What needs to be done ->
Show each line from the records below in which the word "stdout" occurs.

Stored data ->
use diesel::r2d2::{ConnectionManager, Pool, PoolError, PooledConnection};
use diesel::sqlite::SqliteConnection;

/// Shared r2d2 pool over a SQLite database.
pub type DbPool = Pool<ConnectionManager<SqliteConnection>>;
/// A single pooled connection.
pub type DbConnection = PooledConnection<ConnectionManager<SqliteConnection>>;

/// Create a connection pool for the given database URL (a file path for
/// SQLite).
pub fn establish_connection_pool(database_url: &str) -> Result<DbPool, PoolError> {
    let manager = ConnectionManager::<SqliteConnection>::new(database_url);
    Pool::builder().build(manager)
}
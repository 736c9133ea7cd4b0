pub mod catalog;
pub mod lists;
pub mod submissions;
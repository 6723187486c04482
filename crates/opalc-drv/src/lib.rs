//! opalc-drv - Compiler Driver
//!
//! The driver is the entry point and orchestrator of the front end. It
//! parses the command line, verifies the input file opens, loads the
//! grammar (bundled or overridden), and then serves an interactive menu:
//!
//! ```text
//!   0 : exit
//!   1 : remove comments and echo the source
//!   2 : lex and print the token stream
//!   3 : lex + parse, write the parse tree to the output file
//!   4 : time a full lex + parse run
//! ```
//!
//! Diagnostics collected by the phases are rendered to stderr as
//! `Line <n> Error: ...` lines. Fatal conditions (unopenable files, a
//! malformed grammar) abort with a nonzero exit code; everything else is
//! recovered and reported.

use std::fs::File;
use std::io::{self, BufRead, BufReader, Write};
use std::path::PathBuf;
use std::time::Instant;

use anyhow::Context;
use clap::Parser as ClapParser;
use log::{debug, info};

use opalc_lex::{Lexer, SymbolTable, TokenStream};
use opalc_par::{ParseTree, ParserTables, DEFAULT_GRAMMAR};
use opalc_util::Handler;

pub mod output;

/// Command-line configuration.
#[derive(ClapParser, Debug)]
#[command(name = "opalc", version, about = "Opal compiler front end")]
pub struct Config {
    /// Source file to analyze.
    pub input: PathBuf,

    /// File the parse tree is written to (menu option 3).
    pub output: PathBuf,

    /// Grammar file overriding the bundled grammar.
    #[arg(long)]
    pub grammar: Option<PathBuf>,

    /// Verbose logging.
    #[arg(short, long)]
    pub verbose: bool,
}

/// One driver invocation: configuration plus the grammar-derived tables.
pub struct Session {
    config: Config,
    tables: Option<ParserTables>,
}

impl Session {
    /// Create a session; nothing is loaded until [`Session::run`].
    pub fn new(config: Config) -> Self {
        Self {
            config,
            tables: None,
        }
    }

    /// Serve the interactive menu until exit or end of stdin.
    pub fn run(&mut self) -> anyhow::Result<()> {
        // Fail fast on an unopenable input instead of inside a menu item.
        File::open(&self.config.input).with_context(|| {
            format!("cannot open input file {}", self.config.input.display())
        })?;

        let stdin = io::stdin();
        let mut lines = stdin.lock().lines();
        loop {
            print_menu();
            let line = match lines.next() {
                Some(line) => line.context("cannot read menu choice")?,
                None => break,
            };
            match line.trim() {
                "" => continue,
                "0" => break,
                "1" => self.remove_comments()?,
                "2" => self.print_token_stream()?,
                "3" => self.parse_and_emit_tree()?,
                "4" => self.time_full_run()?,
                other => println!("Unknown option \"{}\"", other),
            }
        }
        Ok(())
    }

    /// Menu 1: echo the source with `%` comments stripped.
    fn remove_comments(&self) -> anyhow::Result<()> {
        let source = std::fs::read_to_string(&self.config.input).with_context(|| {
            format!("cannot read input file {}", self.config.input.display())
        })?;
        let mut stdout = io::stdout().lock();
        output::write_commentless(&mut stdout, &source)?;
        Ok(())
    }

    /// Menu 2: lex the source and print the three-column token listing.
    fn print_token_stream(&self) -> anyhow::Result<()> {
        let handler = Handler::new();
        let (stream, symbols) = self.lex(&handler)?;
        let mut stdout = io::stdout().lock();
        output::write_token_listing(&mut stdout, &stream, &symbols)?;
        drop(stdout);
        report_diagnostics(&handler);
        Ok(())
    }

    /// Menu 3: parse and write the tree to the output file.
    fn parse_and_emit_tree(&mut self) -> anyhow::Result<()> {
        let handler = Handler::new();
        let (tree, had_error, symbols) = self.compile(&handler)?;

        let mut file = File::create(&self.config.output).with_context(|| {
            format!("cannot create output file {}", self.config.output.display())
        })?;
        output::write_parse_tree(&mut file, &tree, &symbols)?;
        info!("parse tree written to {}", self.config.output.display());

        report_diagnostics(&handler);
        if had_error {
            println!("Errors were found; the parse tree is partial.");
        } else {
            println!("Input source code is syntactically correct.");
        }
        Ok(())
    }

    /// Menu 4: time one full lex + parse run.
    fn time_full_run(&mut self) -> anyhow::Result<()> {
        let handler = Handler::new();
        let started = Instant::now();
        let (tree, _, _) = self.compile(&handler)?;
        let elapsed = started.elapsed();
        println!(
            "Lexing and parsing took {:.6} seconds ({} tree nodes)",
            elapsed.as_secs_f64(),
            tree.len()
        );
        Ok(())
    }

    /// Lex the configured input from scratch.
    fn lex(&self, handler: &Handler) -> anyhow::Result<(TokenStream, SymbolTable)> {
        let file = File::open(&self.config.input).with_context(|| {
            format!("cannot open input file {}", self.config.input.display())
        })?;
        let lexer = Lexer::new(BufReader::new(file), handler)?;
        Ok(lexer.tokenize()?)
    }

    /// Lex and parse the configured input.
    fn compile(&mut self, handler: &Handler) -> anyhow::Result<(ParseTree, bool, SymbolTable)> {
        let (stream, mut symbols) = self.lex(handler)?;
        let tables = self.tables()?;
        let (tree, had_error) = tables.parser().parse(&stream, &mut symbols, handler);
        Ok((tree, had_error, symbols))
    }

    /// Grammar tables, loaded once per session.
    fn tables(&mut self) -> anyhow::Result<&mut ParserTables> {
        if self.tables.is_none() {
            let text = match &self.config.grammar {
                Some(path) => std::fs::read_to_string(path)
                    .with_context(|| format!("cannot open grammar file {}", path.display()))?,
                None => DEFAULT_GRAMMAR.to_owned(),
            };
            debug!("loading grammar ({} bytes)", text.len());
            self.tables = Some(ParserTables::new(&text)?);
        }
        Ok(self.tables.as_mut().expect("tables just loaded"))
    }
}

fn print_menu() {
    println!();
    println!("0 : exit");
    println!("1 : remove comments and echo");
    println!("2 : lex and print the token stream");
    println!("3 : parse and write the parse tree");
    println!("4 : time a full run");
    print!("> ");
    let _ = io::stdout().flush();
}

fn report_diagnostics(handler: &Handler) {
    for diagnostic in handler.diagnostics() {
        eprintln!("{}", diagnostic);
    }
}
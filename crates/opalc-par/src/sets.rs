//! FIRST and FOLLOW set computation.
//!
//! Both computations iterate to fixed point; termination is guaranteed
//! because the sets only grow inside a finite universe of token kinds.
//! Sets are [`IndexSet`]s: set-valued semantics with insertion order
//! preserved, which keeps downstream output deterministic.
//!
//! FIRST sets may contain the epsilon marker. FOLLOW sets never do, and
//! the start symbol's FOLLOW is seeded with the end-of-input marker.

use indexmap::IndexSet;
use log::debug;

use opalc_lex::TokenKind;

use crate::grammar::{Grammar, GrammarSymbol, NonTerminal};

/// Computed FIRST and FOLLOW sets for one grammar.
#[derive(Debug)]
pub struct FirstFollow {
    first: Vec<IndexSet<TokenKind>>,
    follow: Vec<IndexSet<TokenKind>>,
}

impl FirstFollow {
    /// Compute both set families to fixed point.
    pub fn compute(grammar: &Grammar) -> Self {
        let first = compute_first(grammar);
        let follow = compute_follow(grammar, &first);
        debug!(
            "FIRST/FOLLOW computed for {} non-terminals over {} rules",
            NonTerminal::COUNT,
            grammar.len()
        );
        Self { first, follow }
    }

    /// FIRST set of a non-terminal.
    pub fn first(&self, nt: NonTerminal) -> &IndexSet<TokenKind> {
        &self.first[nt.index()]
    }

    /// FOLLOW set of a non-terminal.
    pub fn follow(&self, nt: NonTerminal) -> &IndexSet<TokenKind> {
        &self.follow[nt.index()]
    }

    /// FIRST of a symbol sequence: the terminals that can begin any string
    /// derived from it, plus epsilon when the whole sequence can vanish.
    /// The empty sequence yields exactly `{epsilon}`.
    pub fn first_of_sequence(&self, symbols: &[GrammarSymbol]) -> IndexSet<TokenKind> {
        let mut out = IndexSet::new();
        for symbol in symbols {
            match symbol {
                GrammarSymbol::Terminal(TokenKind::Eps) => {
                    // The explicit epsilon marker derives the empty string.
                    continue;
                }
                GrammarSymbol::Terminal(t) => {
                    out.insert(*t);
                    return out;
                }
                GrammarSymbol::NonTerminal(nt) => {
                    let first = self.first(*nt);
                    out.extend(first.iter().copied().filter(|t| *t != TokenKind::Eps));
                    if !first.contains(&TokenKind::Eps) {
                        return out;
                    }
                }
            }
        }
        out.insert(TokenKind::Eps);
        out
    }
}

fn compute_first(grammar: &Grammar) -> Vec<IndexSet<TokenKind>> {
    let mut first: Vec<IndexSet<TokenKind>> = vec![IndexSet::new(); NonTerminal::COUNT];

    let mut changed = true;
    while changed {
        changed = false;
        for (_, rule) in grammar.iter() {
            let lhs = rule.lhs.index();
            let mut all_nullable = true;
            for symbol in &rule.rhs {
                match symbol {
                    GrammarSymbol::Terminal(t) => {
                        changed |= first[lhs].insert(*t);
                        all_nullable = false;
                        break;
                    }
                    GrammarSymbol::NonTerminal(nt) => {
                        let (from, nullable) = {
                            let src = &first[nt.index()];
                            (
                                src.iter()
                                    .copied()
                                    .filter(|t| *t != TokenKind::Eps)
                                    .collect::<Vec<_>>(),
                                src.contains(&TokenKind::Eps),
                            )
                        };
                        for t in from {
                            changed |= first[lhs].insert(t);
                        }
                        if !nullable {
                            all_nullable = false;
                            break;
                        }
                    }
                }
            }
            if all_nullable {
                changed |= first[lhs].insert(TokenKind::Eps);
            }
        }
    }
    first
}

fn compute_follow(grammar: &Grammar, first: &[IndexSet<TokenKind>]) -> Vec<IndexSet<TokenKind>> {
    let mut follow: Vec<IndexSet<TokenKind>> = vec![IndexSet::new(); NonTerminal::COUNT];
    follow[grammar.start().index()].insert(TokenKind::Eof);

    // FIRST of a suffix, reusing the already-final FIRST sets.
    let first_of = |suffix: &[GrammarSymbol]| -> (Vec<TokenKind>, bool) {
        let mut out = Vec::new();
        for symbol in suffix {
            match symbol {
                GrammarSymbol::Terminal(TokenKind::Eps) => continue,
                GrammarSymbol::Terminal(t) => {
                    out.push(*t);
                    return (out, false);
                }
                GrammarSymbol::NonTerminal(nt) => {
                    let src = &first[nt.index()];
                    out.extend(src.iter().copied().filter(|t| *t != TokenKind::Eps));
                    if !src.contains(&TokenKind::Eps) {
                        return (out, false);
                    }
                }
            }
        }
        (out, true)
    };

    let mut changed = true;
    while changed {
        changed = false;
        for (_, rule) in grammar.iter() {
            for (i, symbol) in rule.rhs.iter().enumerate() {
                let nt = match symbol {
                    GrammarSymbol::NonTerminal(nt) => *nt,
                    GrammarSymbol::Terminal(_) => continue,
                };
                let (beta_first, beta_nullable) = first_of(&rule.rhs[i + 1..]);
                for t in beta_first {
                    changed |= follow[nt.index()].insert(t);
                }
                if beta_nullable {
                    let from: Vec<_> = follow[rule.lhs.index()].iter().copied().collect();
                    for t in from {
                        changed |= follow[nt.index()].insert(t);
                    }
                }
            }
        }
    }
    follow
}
...
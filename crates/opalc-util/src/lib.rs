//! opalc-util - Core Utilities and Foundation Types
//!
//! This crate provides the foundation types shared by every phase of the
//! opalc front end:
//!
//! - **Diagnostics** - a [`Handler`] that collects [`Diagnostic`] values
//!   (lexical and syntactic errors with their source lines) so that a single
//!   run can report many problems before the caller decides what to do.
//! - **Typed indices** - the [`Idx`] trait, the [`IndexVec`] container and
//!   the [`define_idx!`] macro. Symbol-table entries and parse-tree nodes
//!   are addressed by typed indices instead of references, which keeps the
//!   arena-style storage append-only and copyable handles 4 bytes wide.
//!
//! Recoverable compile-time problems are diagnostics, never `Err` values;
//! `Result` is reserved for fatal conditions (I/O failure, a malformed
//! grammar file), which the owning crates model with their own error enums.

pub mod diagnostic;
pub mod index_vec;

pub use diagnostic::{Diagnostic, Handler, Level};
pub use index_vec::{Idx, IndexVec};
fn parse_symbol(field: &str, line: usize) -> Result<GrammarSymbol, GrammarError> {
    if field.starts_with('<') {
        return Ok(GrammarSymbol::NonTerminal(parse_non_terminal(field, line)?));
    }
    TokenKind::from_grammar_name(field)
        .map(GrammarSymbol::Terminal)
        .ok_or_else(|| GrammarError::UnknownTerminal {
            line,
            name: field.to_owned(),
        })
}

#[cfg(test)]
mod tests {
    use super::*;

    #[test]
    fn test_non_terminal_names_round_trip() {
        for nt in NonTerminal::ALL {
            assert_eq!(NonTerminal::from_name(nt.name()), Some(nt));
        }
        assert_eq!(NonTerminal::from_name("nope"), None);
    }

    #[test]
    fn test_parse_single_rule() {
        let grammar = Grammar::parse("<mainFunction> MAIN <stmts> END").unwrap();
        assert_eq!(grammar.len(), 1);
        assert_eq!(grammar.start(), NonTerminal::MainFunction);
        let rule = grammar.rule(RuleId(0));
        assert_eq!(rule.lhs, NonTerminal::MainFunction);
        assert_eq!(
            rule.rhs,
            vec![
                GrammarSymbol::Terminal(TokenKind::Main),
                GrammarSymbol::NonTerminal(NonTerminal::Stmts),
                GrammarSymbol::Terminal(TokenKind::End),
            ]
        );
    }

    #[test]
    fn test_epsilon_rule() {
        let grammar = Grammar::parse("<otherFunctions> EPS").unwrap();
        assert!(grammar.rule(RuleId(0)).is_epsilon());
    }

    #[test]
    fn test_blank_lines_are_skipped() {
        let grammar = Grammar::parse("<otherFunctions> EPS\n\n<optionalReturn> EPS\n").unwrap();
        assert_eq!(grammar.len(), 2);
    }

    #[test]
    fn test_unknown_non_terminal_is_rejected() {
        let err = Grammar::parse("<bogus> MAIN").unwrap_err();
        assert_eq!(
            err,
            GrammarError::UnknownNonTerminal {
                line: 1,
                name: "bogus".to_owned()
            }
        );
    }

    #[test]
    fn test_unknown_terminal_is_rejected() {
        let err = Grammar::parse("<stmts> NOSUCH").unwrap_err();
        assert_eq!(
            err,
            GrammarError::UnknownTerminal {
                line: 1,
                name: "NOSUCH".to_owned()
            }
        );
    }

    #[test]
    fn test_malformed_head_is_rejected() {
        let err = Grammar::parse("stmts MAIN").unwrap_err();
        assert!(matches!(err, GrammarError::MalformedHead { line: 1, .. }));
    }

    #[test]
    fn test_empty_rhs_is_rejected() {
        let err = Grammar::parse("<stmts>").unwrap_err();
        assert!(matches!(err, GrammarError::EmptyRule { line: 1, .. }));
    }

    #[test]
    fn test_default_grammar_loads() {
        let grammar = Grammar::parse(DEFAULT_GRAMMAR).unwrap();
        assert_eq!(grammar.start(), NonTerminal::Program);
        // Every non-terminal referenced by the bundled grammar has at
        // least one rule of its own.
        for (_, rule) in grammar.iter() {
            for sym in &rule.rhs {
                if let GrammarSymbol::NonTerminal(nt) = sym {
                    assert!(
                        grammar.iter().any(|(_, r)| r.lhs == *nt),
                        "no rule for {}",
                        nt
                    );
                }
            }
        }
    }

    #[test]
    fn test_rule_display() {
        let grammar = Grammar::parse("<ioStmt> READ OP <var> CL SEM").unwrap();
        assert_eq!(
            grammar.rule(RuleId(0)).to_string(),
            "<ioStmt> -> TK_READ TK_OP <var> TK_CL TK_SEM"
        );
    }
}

Your solution ->
        let mut stdout = io::stdout().lock();
        output::write_commentless(&mut stdout, &source)?;
        let mut stdout = io::stdout().lock();
        output::write_token_listing(&mut stdout, &stream, &symbols)?;
        drop(stdout);
    let _ = io::stdout().flush();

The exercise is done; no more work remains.